Cleveland County District Court Judge Thad Balkman ruled that Johnson & Johnson should pay $572 million to "abate" a "public nuisance" the company created in Oklahoma by minimizing the hazards and overselling the benefits of prescription opioids. As relevant here, the statute on which Balkman relied says a public nuisance "consists in unlawfully doing an act, or omitting to perform a duty, which act or omission…annoys, injures or endangers the comfort, repose, health, or safety of others" or "in any way renders other persons insecure in life, or in the use of property."

Although the prototypical public nuisance involves using your property in a way that negatively affects your neighbors, Balkman argues that "there is nothing in this text that suggests an actionable nuisance requires the use of or a connection to real or personal property." Alternatively, he says, "in the event Oklahoma's nuisance law does require the use of property, the State has sufficiently shown that Defendants pervasively, systematically and substantially used real and personal property, private and public, as well as the public roads, buildings and land of the State of Oklahoma, to create this nuisance."

In other words, Johnson & Johnson's marketing practices required various uses of property in Oklahoma, so the bad consequences ascribed to them can reasonably be viewed as a public nuisance. The company's representatives traveled on "public roads" when they visited doctors, for example, so if they misled those doctors about the dangers of prescription opioids during those visits, that satisfies any requirement that a public nuisance involve a harmful use of property. Yet this understanding of public nuisances is broad enough to cover all manner of torts that are usually conceived as qualitatively different.

South Central Judicial District Judge James Hill noted that problem when he dismissed North Dakota's lawsuit against Purdue Pharma last May. One of the claims against the company involved a public nuisance statute very similar to Oklahoma's. Hill noted that "North Dakota courts have not extended the nuisance statute to cases involving the sale of goods." He cited a 1993 case in which the Tioga Public School District #15 of Williams County, North Dakota, argued that the sale of acoustical plaster containing asbestos qualified as a public nuisance.

The U.S. Court of Appeals for the 8th Circuit, which handled the case because it involved an out-of-state defendant, observed that "North Dakota cases applying the state's nuisance statute all appear to arise in the classic context of a landowner or other person in control of property conducting an activity on his land in such a manner as to interfere with the property rights of a neighbor." The 8th Circuit worried about the consequences of venturing beyond that "classic context":

To interpret the nuisance statute in the manner espoused by Tioga would in effect totally rewrite North Dakota tort law. Under Tioga's theory, any injury suffered in North Dakota would give rise to a cause of action under section 43-02-01 regardless of the defendant's degree of culpability or of the availability of other traditional tort law theories of recovery. Nuisance thus would become a monster that would devour in one gulp the entire law of tort, a development we cannot imagine the North Dakota legislature intended when it enacted the nuisance statute.

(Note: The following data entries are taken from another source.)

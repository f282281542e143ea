//! Transports and address managers for exercising a [`TransmitQueue`](crate::TransmitQueue)

use crate::address::{AddressManager, Resolution};
use crate::error::TransmitError;
use crate::intent::{IntentId, SendStatus, TransmitIntent, TxFailure};
use crate::message::{ActorAddress, Message, Payload};
use crate::transport::Transport;
use bytes::{BufMut, Bytes, BytesMut};
use parking_lot::Mutex;
use std::collections::{HashMap, HashSet, VecDeque};
use std::sync::atomic::{AtomicBool, AtomicUsize, Ordering};
use std::time::Duration;

/// A transport that holds every intent until the test completes it
#[derive(Debug)]
pub struct HoldingTransport {
    held: Mutex<VecDeque<TransmitIntent>>,
    log: Mutex<Vec<(IntentId, ActorAddress)>>,
    /// Complete everything held when asked to run transmit-only
    draining: AtomicBool,
    submitted: AtomicUsize,
    max_in_flight: AtomicUsize,
    interrupts: AtomicUsize,
    transmit_only_calls: AtomicUsize,
    name: String,
}

impl HoldingTransport {
    pub fn new() -> Self {
        Self::with_name("holding-transport")
    }

    pub fn with_name(name: impl Into<String>) -> Self {
        Self {
            held: Mutex::new(VecDeque::new()),
            log: Mutex::new(Vec::new()),
            draining: AtomicBool::new(false),
            submitted: AtomicUsize::new(0),
            max_in_flight: AtomicUsize::new(0),
            interrupts: AtomicUsize::new(0),
            transmit_only_calls: AtomicUsize::new(0),
            name: name.into(),
        }
    }

    /// A transport whose transmit-only pass completes all held intents
    pub fn draining() -> Self {
        let transport = Self::new();
        transport.set_draining(true);
        transport
    }

    pub fn set_draining(&self, draining: bool) {
        self.draining.store(draining, Ordering::Relaxed);
    }

    /// Complete the oldest held intent
    pub fn complete_next(&self, status: SendStatus) -> bool {
        // Pop first: completion re-enters submit_physical
        let next = self.held.lock().pop_front();
        match next {
            Some(intent) => {
                intent.complete(status);
                true
            }
            None => false,
        }
    }

    /// Complete every intent held right now
    pub fn complete_all(&self, status: SendStatus) -> usize {
        let batch: Vec<_> = self.held.lock().drain(..).collect();
        let count = batch.len();
        for intent in batch {
            intent.complete(status.clone());
        }
        count
    }

    pub fn held_count(&self) -> usize {
        self.held.lock().len()
    }

    pub fn held_targets(&self) -> Vec<ActorAddress> {
        self.held
            .lock()
            .iter()
            .map(|intent| intent.target().clone())
            .collect()
    }

    /// Ids in the order they reached the transport
    pub fn submitted_ids(&self) -> Vec<IntentId> {
        self.log.lock().iter().map(|(id, _)| *id).collect()
    }

    /// Targets in the order they reached the transport
    pub fn submitted_targets(&self) -> Vec<ActorAddress> {
        self.log
            .lock()
            .iter()
            .map(|(_, target)| target.clone())
            .collect()
    }

    pub fn submitted_count(&self) -> usize {
        self.submitted.load(Ordering::SeqCst)
    }

    /// Most intents ever held at once
    pub fn max_in_flight(&self) -> usize {
        self.max_in_flight.load(Ordering::SeqCst)
    }

    pub fn interrupt_count(&self) -> usize {
        self.interrupts.load(Ordering::SeqCst)
    }

    pub fn transmit_only_calls(&self) -> usize {
        self.transmit_only_calls.load(Ordering::SeqCst)
    }
}

impl Default for HoldingTransport {
    fn default() -> Self {
        Self::new()
    }
}

impl Transport for HoldingTransport {
    fn submit_physical(&self, intent: TransmitIntent) {
        self.submitted.fetch_add(1, Ordering::SeqCst);
        self.log
            .lock()
            .push((intent.id(), intent.target().clone()));
        let mut held = self.held.lock();
        held.push_back(intent);
        self.max_in_flight.fetch_max(held.len(), Ordering::SeqCst);
    }

    fn run_transmit_only(&self, _max_wait: Option<Duration>) -> usize {
        self.transmit_only_calls.fetch_add(1, Ordering::SeqCst);
        if self.draining.load(Ordering::Relaxed) {
            self.complete_all(SendStatus::Sent)
        } else {
            0
        }
    }

    fn interrupt_blocking_wait(&self) {
        self.interrupts.fetch_add(1, Ordering::SeqCst);
    }

    fn name(&self) -> &str {
        &self.name
    }
}

/// A transport that finishes every transmit before returning
#[derive(Debug, Default)]
pub struct ImmediateTransport {
    fail_sends: AtomicBool,
    submitted: AtomicUsize,
    interrupts: AtomicUsize,
}

impl ImmediateTransport {
    pub fn new() -> Self {
        Self::default()
    }

    /// A transport that reports every transmit as a transport failure
    pub fn failing() -> Self {
        let transport = Self::new();
        transport.fail_sends.store(true, Ordering::Relaxed);
        transport
    }

    pub fn submitted_count(&self) -> usize {
        self.submitted.load(Ordering::SeqCst)
    }

    pub fn interrupt_count(&self) -> usize {
        self.interrupts.load(Ordering::SeqCst)
    }
}

impl Transport for ImmediateTransport {
    fn submit_physical(&self, intent: TransmitIntent) {
        self.submitted.fetch_add(1, Ordering::SeqCst);
        if self.fail_sends.load(Ordering::Relaxed) {
            intent.complete(SendStatus::Failed(TxFailure::Transport(
                "simulated failure".to_string(),
            )));
        } else {
            intent.complete(SendStatus::Sent);
        }
    }

    fn run_transmit_only(&self, _max_wait: Option<Duration>) -> usize {
        0
    }

    fn interrupt_blocking_wait(&self) {
        self.interrupts.fetch_add(1, Ordering::SeqCst);
    }

    fn name(&self) -> &str {
        "immediate-transport"
    }
}

/// Wrapper carrying a message rerouted away from a dead actor
#[derive(Debug, Clone)]
pub struct DeadLetter {
    pub original: ActorAddress,
    pub message: Message,
}

impl Payload for DeadLetter {
    fn serialize(&self) -> Result<Bytes, TransmitError> {
        let inner = self.message.serialize()?;
        let mut buf = BytesMut::with_capacity(self.original.as_str().len() + 1 + inner.len());
        buf.put_slice(self.original.as_str().as_bytes());
        buf.put_u8(b'|');
        buf.put_slice(&inner);
        Ok(buf.freeze())
    }

    fn kind(&self) -> &str {
        "dead_letter"
    }
}

/// A payload whose encoding always fails
#[derive(Debug, Clone, Copy)]
pub struct Unserializable;

impl Payload for Unserializable {
    fn serialize(&self) -> Result<Bytes, TransmitError> {
        Err(TransmitError::serialization("payload refuses to encode"))
    }

    fn kind(&self) -> &str {
        "unserializable"
    }
}

/// Address manager backed by fixed tables the test edits
#[derive(Debug, Default)]
pub struct StaticAddressManager {
    dead: Mutex<HashSet<ActorAddress>>,
    unresolved: Mutex<HashSet<ActorAddress>>,
    aliases: Mutex<HashMap<ActorAddress, ActorAddress>>,
    /// Where messages for dead actors go; `None` reports them as dead targets
    dead_letter: Option<ActorAddress>,
    calls: AtomicUsize,
}

impl StaticAddressManager {
    pub fn new() -> Self {
        Self::default()
    }

    pub fn with_dead_letter(address: impl Into<ActorAddress>) -> Self {
        Self {
            dead_letter: Some(address.into()),
            ..Self::default()
        }
    }

    pub fn mark_dead(&self, address: impl Into<ActorAddress>) {
        self.dead.lock().insert(address.into());
    }

    pub fn mark_unresolved(&self, address: impl Into<ActorAddress>) {
        self.unresolved.lock().insert(address.into());
    }

    pub fn mark_resolved(&self, address: impl Into<ActorAddress>) {
        self.unresolved.lock().remove(&address.into());
    }

    /// Route `from` to `to`
    pub fn alias(&self, from: impl Into<ActorAddress>, to: impl Into<ActorAddress>) {
        self.aliases.lock().insert(from.into(), to.into());
    }

    pub fn call_count(&self) -> usize {
        self.calls.load(Ordering::SeqCst)
    }
}

impl AddressManager for StaticAddressManager {
    fn prepare_send(
        &self,
        target: &ActorAddress,
        message: &Message,
    ) -> Result<Resolution, TransmitError> {
        self.calls.fetch_add(1, Ordering::SeqCst);

        if self.unresolved.lock().contains(target) {
            return Err(TransmitError::unresolved(target.clone()));
        }

        if self.dead.lock().contains(target) {
            return Ok(match &self.dead_letter {
                Some(dead_letter) => Resolution::Deliver {
                    target: dead_letter.clone(),
                    message: Message::payload(DeadLetter {
                        original: target.clone(),
                        message: message.clone(),
                    }),
                },
                None => Resolution::DeadTarget,
            });
        }

        let target = self
            .aliases
            .lock()
            .get(target)
            .cloned()
            .unwrap_or_else(|| target.clone());
        Ok(Resolution::Deliver {
            target,
            message: message.clone(),
        })
    }
}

Hill said he "agrees with the reasoning of the Eighth Circuit in Tioga." As in that case, he said, the state in its lawsuit against Purdue was "clearly seeking to extend the application of the nuisance statute to a situation where one party has sold to another a product that later is alleged to constitute a nuisance." Hill added:

The reality is that Purdue has no control over its product after it is sold to distributors, then to pharmacies, and then prescribed to consumers, i.e. after it enters the market. Purdue cannot control how doctors prescribe its products and it certainly cannot control how individual patients use and respond to its products, regardless of any warning or instruction Purdue may give.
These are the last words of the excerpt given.